## WHAT THE EXERCISE ASKS
Could you find every line in the records below that contains the word "listen" and copy it?

[Items listed in a dataset]

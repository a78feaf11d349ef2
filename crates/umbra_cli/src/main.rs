use std::fs;
use std::path::{Path, PathBuf};
use std::sync::Arc;

use anyhow::{bail, Context, Result};
use clap::{Parser, Subcommand};
use umbra_core::Scene;
use umbra_remote::{RemoteRenderer, RpcServer, DEFAULT_PORT};
use umbra_renderer::{render_save, LocalRenderer, Renderer};

mod demo;

/// SDF path tracer with optional remote render servers
#[derive(Parser)]
#[command(name = "umbra", version)]
struct Cli {
    #[command(subcommand)]
    command: Command,
}

#[derive(Subcommand)]
enum Command {
    /// Serve render passes to other machines
    Serve {
        /// TCP port to listen on
        #[arg(short, long, default_value_t = DEFAULT_PORT)]
        port: u16,
    },

    /// Render a JSON scene to a PNG, rewritten after every pass
    Render {
        /// Scene description (JSON)
        scene: PathBuf,

        /// Output PNG
        out: PathBuf,

        /// Render server address; repeat for several servers
        #[arg(short, long)]
        remote: Vec<String>,

        /// Also render on this machine when remotes are given
        #[arg(short, long)]
        local: bool,

        /// Ask remotes for compressed rasters
        #[arg(short, long)]
        compress: bool,

        /// Override the scene's pass count (0 = until interrupted)
        #[arg(long)]
        passes: Option<u32>,

        /// Override the scene's random seed (0 = from the clock)
        #[arg(long)]
        seed: Option<u64>,
    },

    /// Write the built-in showroom scene as JSON
    Demo {
        /// Where to write the scene
        out: PathBuf,
    },
}

fn main() -> Result<()> {
    env_logger::Builder::from_default_env()
        .filter_level(log::LevelFilter::Info)
        .init();

    match Cli::parse().command {
        Command::Serve { port } => serve(port),
        Command::Render {
            scene,
            out,
            remote,
            local,
            compress,
            passes,
            seed,
        } => {
            let mut scene = load_scene(&scene)?;
            if let Some(passes) = passes {
                scene.settings.passes = passes;
            }
            if let Some(seed) = seed {
                scene.seed = seed;
            }
            render(&scene, out, backends(remote, local, compress))
        }
        Command::Demo { out } => {
            let json = serde_json::to_string_pretty(&demo::showroom())?;
            fs::write(&out, json).with_context(|| format!("Failed to write {}", out.display()))?;
            log::info!("Wrote showroom scene to {}", out.display());
            Ok(())
        }
    }
}

fn serve(port: u16) -> Result<()> {
    let server = RpcServer::bind(("0.0.0.0", port))
        .with_context(|| format!("Failed to listen on port {}", port))?
        .with_render_service()
        .start()?;

    // Runs until the process is killed
    server.join();
    Ok(())
}

fn load_scene(path: &Path) -> Result<Scene> {
    let json =
        fs::read_to_string(path).with_context(|| format!("Failed to read {}", path.display()))?;
    let scene: Scene = serde_json::from_str(&json)
        .with_context(|| format!("Failed to parse scene {}", path.display()))?;
    Ok(scene)
}

/// Remote renderers for each address, plus a local one when asked for or
/// when there are no remotes.
fn backends(remotes: Vec<String>, local: bool, compress: bool) -> Vec<Arc<dyn Renderer>> {
    let use_local = local || remotes.is_empty();

    let mut renderers: Vec<Arc<dyn Renderer>> = remotes
        .into_iter()
        .map(|addr| {
            Arc::new(RemoteRenderer::new(addr).with_compression(compress)) as Arc<dyn Renderer>
        })
        .collect();

    if use_local {
        renderers.push(Arc::new(LocalRenderer));
    }
    renderers
}

fn render(scene: &Scene, out: PathBuf, renderers: Vec<Arc<dyn Renderer>>) -> Result<()> {
    let settings = &scene.settings;
    if settings.width == 0 || settings.height == 0 {
        bail!("Scene has an empty {}x{} image", settings.width, settings.height);
    }

    log::info!(
        "Rendering {}x{}, {} passes on {} backend(s): {}",
        settings.width,
        settings.height,
        settings.passes,
        renderers.len(),
        renderers
            .iter()
            .map(|renderer| renderer.describe())
            .collect::<Vec<_>>()
            .join(", ")
    );

    let raster = render_save(&out, scene, renderers)
        .with_context(|| format!("Failed to render {}", out.display()))?;
    log::info!("Finished {} with {} rays", out.display(), raster.total_rays());
    Ok(())
}

#[cfg(test)]
mod tests {
    use super::*;

    #[test]
    fn test_cli_parses_render() {
        let cli = Cli::parse_from([
            "umbra", "render", "scene.json", "out.png", "-r", "a:1", "--remote", "b:2",
            "--compress", "--passes", "3",
        ]);
        match cli.command {
            Command::Render {
                remote,
                compress,
                passes,
                local,
                ..
            } => {
                assert_eq!(remote, vec!["a:1".to_string(), "b:2".to_string()]);
                assert!(compress);
                assert!(!local);
                assert_eq!(passes, Some(3));
            }
            _ => panic!("expected render"),
        }
    }

    #[test]
    fn test_serve_default_port() {
        match Cli::parse_from(["umbra", "serve"]).command {
            Command::Serve { port } => assert_eq!(port, 34242),
            _ => panic!("expected serve"),
        }
    }

    #[test]
    fn test_backends() {
        assert_eq!(backends(Vec::new(), false, false).len(), 1);
        assert_eq!(backends(vec!["a:1".into()], false, true).len(), 1);
        assert_eq!(backends(vec!["a:1".into()], true, true).len(), 2);
        assert_eq!(backends(vec!["a:1".into()], true, true)[1].describe(), "local");
    }
}
//! umbra core - SDF scene description.
//!
//! This crate provides:
//!
//! - **Geometry**: `Sdf2` / `Sdf3` signed distance fields with transforms,
//!   deformations and boolean (CSG) combinators, compiled once into closures
//! - **Surfaces**: `Material` variants and `Thing`, which binds a material to
//!   a shape and caches its compiled distance function
//! - **Scene**: `Camera`, `RenderSettings`, and the accumulating `Raster`
//! - **Parts**: ready-made ground slabs and a gear for building scenes
//!
//! Everything a render request carries is serde-serializable.
//!
//! # Example
//!
//! ```ignore
//! use umbra_core::{Material, Scene, Sdf3, Thing};
//! use umbra_math::DVec3;
//!
//! let mut scene = Scene::default();
//! scene.things.push(Thing::new(
//!     Material::matt(DVec3::new(0.8, 0.2, 0.2)),
//!     Sdf3::sphere(500.0).translate(DVec3::new(0.0, 0.0, 500.0)),
//! ));
//! ```

pub mod camera;
pub mod color;
mod csg;
pub mod error;
pub mod material;
pub mod parts;
pub mod raster;
pub mod sampling;
pub mod scene;
pub mod sdf2;
pub mod sdf3;
pub mod thing;

// Re-export commonly used types
pub use camera::Camera;
pub use color::{brightness, hex, Color, BLACK, WHITE};
pub use error::{CoreError, CoreResult};
pub use material::{Material, ScatterResult, SurfaceHit};
pub use raster::{AlphaMode, Pixel, Raster};
pub use scene::{RenderSettings, Scene, ShadowSettings};
pub use sdf2::{DistanceFn2, Sdf2};
pub use sdf3::{DistanceFn3, Sdf3};
pub use thing::Thing;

## RESPONSE FOR THIS EXERCISE
        /// TCP port to listen on
        .with_context(|| format!("Failed to listen on port {}", port))?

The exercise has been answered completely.